The WorldWideWeb was the first web browser developed for the World Wide Web. The WorldWideWeb browser was developed in 1990, and the first release of the browser was circulated on the 25th of December, 1990. The WorldWideWeb was a browser-editor: it was capable of "What You See Is What You Get" (WYSIWYG) editing. Tim Berners-Lee, the inventor of the World Wide Web, was also the developer of the WorldWideWeb browser. The first ever web server was Berners-Lee's NeXT computer, and Berners-Lee also used this computer to write the code for the WorldWideWeb browser.

Tim Berners-Lee uploaded the following screenshot - at the URL provided below - to give an overall of how the GUI of the WorldWideWeb browser looked.

(http://www.w3.org/History/1994/WWW/Journals/CACM/screensnap2_24c.gif)

A screenshot, uploaded by Berners-Lee, to show modern web users how the first ever web browser looked like.

What should be noted, however, is the above image is a working example of the WorldWideWeb browser in 1993. The original version of the browser was grey scale; it looked identical to the above image, but it featured no colours.

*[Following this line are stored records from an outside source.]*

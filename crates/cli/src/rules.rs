//! Rule source backed by a JSON file.

use std::path::PathBuf;

use async_trait::async_trait;
use pipeline::{ContentRule, RuleSource, RuleSourceError};
use serde::Deserialize;
use tracing::debug;

#[derive(Deserialize)]
struct RuleRecord {
    #[serde(flatten)]
    rule: ContentRule,
    #[serde(default = "active_by_default")]
    is_active: bool,
}

fn active_by_default() -> bool {
    true
}

/// Reads a JSON array of rules from disk on every fetch and returns the
/// active ones. Records without `is_active` count as active.
#[derive(Debug, Clone)]
pub struct JsonFileRuleSource {
    path: PathBuf,
}

impl JsonFileRuleSource {
    pub fn new(path: impl Into<PathBuf>) -> Self {
        Self { path: path.into() }
    }
}

#[async_trait]
impl RuleSource for JsonFileRuleSource {
    async fn fetch_active_rules(&self) -> Result<Vec<ContentRule>, RuleSourceError> {
        let text = tokio::fs::read_to_string(&self.path)
            .await
            .map_err(|e| RuleSourceError(format!("{}: {e}", self.path.display())))?;
        let records: Vec<RuleRecord> = serde_json::from_str(&text)
            .map_err(|e| RuleSourceError(format!("{}: {e}", self.path.display())))?;

        let rules: Vec<ContentRule> = records
            .into_iter()
            .filter(|record| record.is_active)
            .map(|record| record.rule)
            .collect();
        debug!(path = %self.path.display(), rules = rules.len(), "read content rules");
        Ok(rules)
    }
}

#[cfg(test)]
mod tests {
    use super::*;
    use pipeline::{PatternType, RuleId, RuleType};
    use std::io::Write;

    fn write(contents: &str) -> tempfile::NamedTempFile {
        let mut file = tempfile::NamedTempFile::new().unwrap();
        file.write_all(contents.as_bytes()).unwrap();
        file
    }

    #[tokio::test]
    async fn returns_only_active_rules() {
        let file = write(
            r#"[
                {"id": 1, "rule_type": "hard_ban", "pattern": "weapon", "pattern_type": "exact", "is_active": true},
                {"id": 2, "rule_type": "soft_ban", "pattern": "scary", "pattern_type": "exact", "replacement": "exciting", "is_active": false},
                {"id": 3, "rule_type": "replacement", "pattern": "dumb%", "pattern_type": "wildcard", "replacement": "silly"}
            ]"#,
        );

        let rules = JsonFileRuleSource::new(file.path())
            .fetch_active_rules()
            .await
            .unwrap();

        let ids: Vec<RuleId> = rules.iter().map(|r| r.id).collect();
        assert_eq!(ids, vec![RuleId::new(1), RuleId::new(3)]);
        assert_eq!(rules[1].rule_type, RuleType::Replacement);
        assert_eq!(rules[1].pattern_type, PatternType::Wildcard);
        assert!(!rules[1].case_sensitive);
    }

    #[tokio::test]
    async fn missing_file_is_a_source_error() {
        let source = JsonFileRuleSource::new("/nonexistent/questgen/rules.json");
        let err = source.fetch_active_rules().await.unwrap_err();
        assert!(err.0.contains("rules.json"));
    }

    #[tokio::test]
    async fn malformed_file_is_a_source_error() {
        let file = write("{ not json");
        assert!(JsonFileRuleSource::new(file.path())
            .fetch_active_rules()
            .await
            .is_err());
    }
}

Nicola Pellow, a CERN employee and a member of the CERN WWW Project, was instrumental in porting the WorldWideWeb browser, so that it could be used on a range of computer platforms. The ported browser was named the: Line Mode Browser

In 1991, the source code of the WorldWideWeb browser was released into the public domain. This enabled other developers to create web browsers. By 1994, the World Wide Web was an established Internet service, and, alongside Email, was one of the Internet's most popular services. The WorldWideWeb browser was discontinued in 1994: due to the success and popularity of subsequent browsers, like Mosaic. The WorldWideWeb browser was also renamed to Nexus: due to it's name being similar to the name of the overall system it was developed for.